Neuralstem Treats Final Patient in Phase 2 ALS Stem Cell Trial

NeuralStem, Inc. has announced that the final patient in its Phase 2 clinical trial that assessed the efficacy of its NSI-566 spinal cord-derived neural stem cell line in the treatment of amyotrophic lateral sclerosis (ALS), which is otherwise known as Lou Gehring’s disease.

ALS is a rapidly progressive, invariably fatal neurological disease that attacks the nerve cells responsible for controlling voluntary muscles; that is, muscle action we are able to control, such as those in the arms, legs, and face, etc.  ALS is a member of those disorders known as motor neuron diseases, all of which are characterized by the gradual degeneration and death of motor neurons.

Motor neurons are nerve cells located in the brain, brain stem, and spinal cord that serve as controlling units and vital communication links between the nervous system and the voluntary muscles of the body. Messages from motor neurons in the brain (so-called upper motor neurons) are transmitted to motor neurons in the spinal cord (so-called lower motor neurons) to particular muscles. In ALS, both the upper motor neurons and the lower motor neurons degenerate or die, and stop sending messages to muscles. Unable to function, the muscles gradually weaken, waste away (atrophy), and have very fine twitches (called fasciculations). Eventually, the ability of the brain to start and control voluntary movement is lost.

ALS causes weakness with a wide range of disabilities. Eventually, all muscles under voluntary control are affected, and individuals lose their strength and the ability to move their arms, legs, and body. When muscles in the diaphragm and chest wall fail, people lose the ability to breathe without ventilatory support. Most people with ALS die from respiratory failure, usually within 3 to 5 years from the onset of symptoms.

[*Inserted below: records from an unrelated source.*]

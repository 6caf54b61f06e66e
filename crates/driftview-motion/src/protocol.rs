use crate::types::{FeedMessage, PoseFrame, SensorEvent, SensorType, TrackingState};
use glam::Vec3;
use std::collections::VecDeque;
use thiserror::Error;

/// Frame marker preceding every packet.
const MAGIC: [u8; 2] = [0xD5, 0x7A];
/// Magic (2) + kind (1) + payload length (2).
const HEADER_LEN: usize = 5;
/// Anything longer is treated as a corrupt length field.
const MAX_PAYLOAD_LEN: usize = 256;

const KIND_ROTATION_VECTOR: u8 = 0x01;
const KIND_LINEAR_ACCELERATION: u8 = 0x02;
const KIND_POSE: u8 = 0x03;

const TIMESTAMP_LEN: usize = 8;
const ACCEL_PAYLOAD_LEN: usize = TIMESTAMP_LEN + 3 * 4;
const POSE_PAYLOAD_LEN: usize = TIMESTAMP_LEN + 1 + 3 * 4;

#[derive(Debug, Error, PartialEq)]
pub enum ProtocolError {
    #[error("Unknown packet kind {0:#04x}")]
    UnknownKind(u8),
    #[error("Payload for kind {kind:#04x} is {actual} bytes, expected {expected}")]
    PayloadLength {
        kind: u8,
        expected: usize,
        actual: usize,
    },
    #[error("Rotation vector has {0} components, expected 3 to 5")]
    ComponentCount(u8),
    #[error("Unknown tracking state {0}")]
    TrackingState(u8),
    #[error("Declared payload of {0} bytes exceeds frame limit")]
    Oversized(usize),
}

/// Streaming parser for the companion-device feed.
///
/// Feed raw TCP bytes via `push_data`, then drain parsed messages via
/// `next_message`. Bytes before a frame marker are discarded.
pub struct ProtocolParser {
    buffer: VecDeque<u8>,
}

impl ProtocolParser {
    pub fn new() -> Self {
        Self {
            buffer: VecDeque::with_capacity(8192),
        }
    }

    /// Append received bytes to the internal buffer.
    pub fn push_data(&mut self, data: &[u8]) {
        self.buffer.extend(data);
    }

    /// Try to extract the next complete message from the buffer.
    /// Returns `None` if no complete packet is available yet.
    pub fn next_message(&mut self) -> Option<Result<FeedMessage, ProtocolError>> {
        let (kind, payload_len) = {
            let buf = self.buffer.make_contiguous();
            let Some(start) = find_pattern(buf, &MAGIC) else {
                // Keep a trailing byte in case it begins the next marker.
                let keep = usize::from(buf.last() == Some(&MAGIC[0]));
                let discard = buf.len() - keep;
                self.buffer.drain(..discard);
                return None;
            };
            self.buffer.drain(..start);

            let buf = self.buffer.make_contiguous();
            if buf.len() < HEADER_LEN {
                return None;
            }
            (buf[2], u16::from_le_bytes([buf[3], buf[4]]) as usize)
        };

        if payload_len > MAX_PAYLOAD_LEN {
            // Skip this marker so the scan resumes past it.
            self.buffer.drain(..1);
            return Some(Err(ProtocolError::Oversized(payload_len)));
        }

        let frame_len = HEADER_LEN + payload_len;
        if self.buffer.len() < frame_len {
            return None;
        }

        let payload: Vec<u8> = self
            .buffer
            .drain(..frame_len)
            .skip(HEADER_LEN)
            .collect();

        Some(parse_payload(kind, &payload))
    }
}

impl Default for ProtocolParser {
    fn default() -> Self {
        Self::new()
    }
}

fn parse_payload(kind: u8, payload: &[u8]) -> Result<FeedMessage, ProtocolError> {
    let expect_len = |expected: usize| {
        if payload.len() == expected {
            Ok(())
        } else {
            Err(ProtocolError::PayloadLength {
                kind,
                expected,
                actual: payload.len(),
            })
        }
    };

    match kind {
        KIND_ROTATION_VECTOR => {
            if payload.len() < TIMESTAMP_LEN + 1 {
                return Err(ProtocolError::PayloadLength {
                    kind,
                    expected: TIMESTAMP_LEN + 1,
                    actual: payload.len(),
                });
            }
            let count = payload[TIMESTAMP_LEN];
            if !(3..=5).contains(&count) {
                return Err(ProtocolError::ComponentCount(count));
            }
            expect_len(TIMESTAMP_LEN + 1 + 4 * count as usize)?;

            let values = (0..count as usize)
                .map(|i| f32_at(payload, TIMESTAMP_LEN + 1 + 4 * i))
                .collect();
            Ok(FeedMessage::Sensor(SensorEvent {
                timestamp_nanos: i64_at(payload, 0),
                sensor: SensorType::RotationVector,
                values,
            }))
        }
        KIND_LINEAR_ACCELERATION => {
            expect_len(ACCEL_PAYLOAD_LEN)?;
            Ok(FeedMessage::Sensor(SensorEvent {
                timestamp_nanos: i64_at(payload, 0),
                sensor: SensorType::LinearAcceleration,
                values: (0..3).map(|i| f32_at(payload, TIMESTAMP_LEN + 4 * i)).collect(),
            }))
        }
        KIND_POSE => {
            expect_len(POSE_PAYLOAD_LEN)?;
            let tracking = match payload[TIMESTAMP_LEN] {
                0 => TrackingState::Tracking,
                1 => TrackingState::Paused,
                2 => TrackingState::Stopped,
                other => return Err(ProtocolError::TrackingState(other)),
            };
            let base = TIMESTAMP_LEN + 1;
            let translation = Vec3::new(
                f32_at(payload, base),
                f32_at(payload, base + 4),
                f32_at(payload, base + 8),
            );
            Ok(FeedMessage::Pose(PoseFrame::new(
                i64_at(payload, 0),
                tracking,
                translation,
            )))
        }
        other => Err(ProtocolError::UnknownKind(other)),
    }
}

/// Serialize a message into one wire frame.
pub fn encode_message(message: &FeedMessage) -> Vec<u8> {
    let mut payload = Vec::with_capacity(32);
    let kind = match message {
        FeedMessage::Sensor(event) => {
            payload.extend_from_slice(&event.timestamp_nanos.to_le_bytes());
            match event.sensor {
                SensorType::RotationVector => {
                    payload.push(event.values.len() as u8);
                    KIND_ROTATION_VECTOR
                }
                SensorType::LinearAcceleration => KIND_LINEAR_ACCELERATION,
            }
        }
        FeedMessage::Pose(frame) => {
            payload.extend_from_slice(&frame.timestamp_nanos.to_le_bytes());
            payload.push(match frame.tracking {
                TrackingState::Tracking => 0,
                TrackingState::Paused => 1,
                TrackingState::Stopped => 2,
            });
            KIND_POSE
        }
    };
    match message {
        FeedMessage::Sensor(event) => {
            for v in &event.values {
                payload.extend_from_slice(&v.to_le_bytes());
            }
        }
        FeedMessage::Pose(frame) => {
            for v in frame.pose.translation.to_array() {
                payload.extend_from_slice(&v.to_le_bytes());
            }
        }
    }

    let mut frame = Vec::with_capacity(HEADER_LEN + payload.len());
    frame.extend_from_slice(&MAGIC);
    frame.push(kind);
    frame.extend_from_slice(&(payload.len() as u16).to_le_bytes());
    frame.extend_from_slice(&payload);
    frame
}

fn f32_at(data: &[u8], offset: usize) -> f32 {
    f32::from_le_bytes([
        data[offset],
        data[offset + 1],
        data[offset + 2],
        data[offset + 3],
    ])
}

fn i64_at(data: &[u8], offset: usize) -> i64 {
    let mut bytes = [0u8; 8];
    bytes.copy_from_slice(&data[offset..offset + 8]);
    i64::from_le_bytes(bytes)
}

/// Find the first occurrence of `pattern` in `data`.
fn find_pattern(data: &[u8], pattern: &[u8]) -> Option<usize> {
    data.windows(pattern.len())
        .position(|window| window == pattern)
}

However, about 10 percent of those with ALS survive for 10 or more years.

Although the disease usually does not impair a person’s mind or intelligence, several recent studies suggest that some persons with ALS may have depression or alterations in cognitive functions involving decision-making and memory.

ALS does not affect a person’s ability to see, smell, taste, hear, or recognize touch. Patients usually maintain control of eye muscles and bladder and bowel functions, although in the late stages of the disease most individuals will need help getting to and from the bathroom.

In this multicenter Phase 2 trial, 15 patients who still had the ability to walk were treated in five different dosing cohorts. The first 12 of these patients received injections only in the cervical regions of the spinal cord in increasing doses (5 injections of 200,000 cells per injection to injections of 4000,000 cells each . In the cervical region, these injected stem cells could potentially preserve the nerves that mediate breathing and this is precisely that this part of the trail aims to test.

spinal cord regions

In the final three patients injected in this trial, patients received a total of 40 injections of 400,000 cells each into both cervical and lumbar regions (a total of 16 million cells were injected. This is in contrast to the patients who participated in the Phase 1 study who received 15 injections of 100,000 cells each (total of 1.5 million cells). This trial will continue until six months past the final surgery, after which the data will be analyzed.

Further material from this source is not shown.